Following training sessions, the selection and training of Pathways champions, and site-specific train-the-trainer sessions provided by the Pathways champions at their schools, all of the schools involved in PAHL made positive changes. Four out of the-five schools indicated using parts of the curriculum component, three schools hosted family engagement events, two schools reported improvements to school food service policy, and three schools reported using exercise break box activities and modified American Indian games. At the same time, a number of factors were identified in PAHL data as hindering more successful and intensive implementation of Pathways components. Some teachers indicated that they were not entirely clear on implementation and did not feel confident about their ability to implement and integrate Pathways into their classroom curriculum. In post-training evaluation documents, some who attended the training reported that they left with what was really a rather cursory understanding of the overall Pathways approach and developed skills at a mechanical rather than a conceptual level. As one participant phrased it, “coverage seemed rushed.”

Part of the challenge seems to have been related to the design of Pathways as an efficacy trial with a conceptual framework. Pathways was developed as an intensive, in-depth RCT intervention using a sequential, integrated interaction with teachers in their classrooms over multiple years, supported by a significant investment of resources and provision of materials. The Pathways framework as developed in the RCT required more than one or two trainings, so in evaluation documents from the trainings, few teachers, and staff reported developing the capacity to implement Pathways as a “package” given the training they received through PAHL. This meant that although an entire conceptual framework underpins the Pathways curriculum, the transfer being accomplished in PAHL was not necessarily of the conceptual package, but of individual components. In the “real world”, people “take” only what they want, have interest in, or are able to use. Some members of the research team believe that the inability of trainings to convey the bigger conceptual framework weakened the capacity of teachers and staff to understand how to incorporate discrete components into the curriculum in a meaningful way.

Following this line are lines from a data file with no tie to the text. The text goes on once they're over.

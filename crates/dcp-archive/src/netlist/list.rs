//! Network list files.
//!
//! One platform per line:
//!
//! ```text
//! # comment
//! CE31A2B4:BIGRIVER Big River at the dam
//! CE31A2C2
//! ```

use crate::error::Result;
use crate::message::DcpAddress;
use std::fs;
use std::path::Path;

/// Extension of network list files.
pub const NETLIST_EXTENSION: &str = "nl";

/// One platform in a network list.
#[derive(Debug, Clone, PartialEq, Eq)]
pub struct NetworkListItem {
    /// Platform address.
    pub address: DcpAddress,
    /// Display name, may be empty.
    pub name: String,
    /// Free text, may be empty.
    pub description: String,
}

/// A named list of platforms.
#[derive(Debug, Clone, PartialEq, Eq, Default)]
pub struct NetworkList {
    name: String,
    items: Vec<NetworkListItem>,
}

impl NetworkList {
    /// Creates an empty list.
    pub fn new(name: impl Into<String>) -> Self {
        Self {
            name: name.into(),
            items: Vec::new(),
        }
    }

    /// Parses list text. Malformed lines are skipped.
    pub fn parse(name: impl Into<String>, text: &str) -> Self {
        let mut list = Self::new(name);
        for line in text.lines() {
            let line = line.trim();
            if line.is_empty() || line.starts_with('#') {
                continue;
            }
            let (address, rest) = line.split_once(':').unwrap_or((line, ""));
            let address = DcpAddress::new(address);
            if address.is_empty() {
                continue;
            }
            let rest = rest.trim();
            let (name, description) = rest
                .split_once(char::is_whitespace)
                .unwrap_or((rest, ""));
            list.push(NetworkListItem {
                address,
                name: name.to_string(),
                description: description.trim().to_string(),
            });
        }
        list
    }

    /// Loads a list file; the list is named after the file stem.
    pub fn load(path: impl AsRef<Path>) -> Result<Self> {
        let path = path.as_ref();
        let text = fs::read_to_string(path)?;
        let name = path
            .file_stem()
            .and_then(|s| s.to_str())
            .unwrap_or_default();
        Ok(Self::parse(name, &text))
    }

    /// Appends an item.
    pub fn push(&mut self, item: NetworkListItem) {
        self.items.push(item);
    }

    /// List name.
    pub fn name(&self) -> &str {
        &self.name
    }

    /// Items in file order.
    pub fn items(&self) -> &[NetworkListItem] {
        &self.items
    }

    /// Addresses in file order.
    pub fn addresses(&self) -> impl Iterator<Item = &DcpAddress> + '_ {
        self.items.iter().map(|item| &item.address)
    }
}

#[cfg(test)]
mod tests {
    use super::*;
    use tempfile::TempDir;

    #[test]
    fn test_parse_lines() {
        let text = "# rivers\n\nCE31A2B4:BIGRIVER Big River at the dam\nce31a2c2\n  :nothing\n";
        let list = NetworkList::parse("rivers", text);
        assert_eq!(list.items().len(), 2);
        assert_eq!(list.items()[0].name, "BIGRIVER");
        assert_eq!(list.items()[0].description, "Big River at the dam");
        assert_eq!(list.items()[1].address.as_str(), "CE31A2C2");
        assert_eq!(list.items()[1].name, "");
    }

    #[test]
    fn test_load_names_by_stem() {
        let temp_dir = TempDir::new().unwrap();
        let path = temp_dir.path().join("lakes.nl");
        fs::write(&path, "1234ABCD:LAKE1\n").unwrap();
        let list = NetworkList::load(&path).unwrap();
        assert_eq!(list.name(), "lakes");
        assert_eq!(list.addresses().count(), 1);
    }
}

In addition, a more overt challenge recognized during the project by teachers and principals had to do with schedule limitations and competing priorities for classroom activities. PAHL was predicated on the idea that following the training, and with technical support provided by the researchers, teachers would implement Pathways with fidelity into their existing school curriculum. PAHL interview data indicates that there was a perception among people who took the training that Pathways would require a great deal of time to implement and a significant effort on the part of the teacher. Natural time constraints that exist when working with schools may have been exacerbated by the requisites imposed by “No Child Left Behind” legislation that began at the same time as PAHL in 2002. Teachers had begun to face new demands on curriculum time such that anything that did not directly address preparation for standardized testing was increasingly being excluded from the school day. Not only had there begun to be a reduction of art and music in schools but also PE programming and recess were also being eroded. In this context, where even traditional cornerstones of the school day were being deleted in favor of expanding standards-based academic instruction, teachers expressed the opinion that they found it difficult to justify incorporating nutrition education and physical activity into the required curriculum. One of the teachers who took the Pathways training said, “I have to be selective on components—I may have to bump another subject to use Pathways.” The reality was that teachers did not have the freedom and flexibility to creatively enhance instructional time in a way that was assumed in a school-based adoption of the Pathways curriculum. As a result, PAHL data suggests that the actual implementation of Pathways tended to involve only a few specific activities that could be integrated without much effort or time (such as exercise break activities).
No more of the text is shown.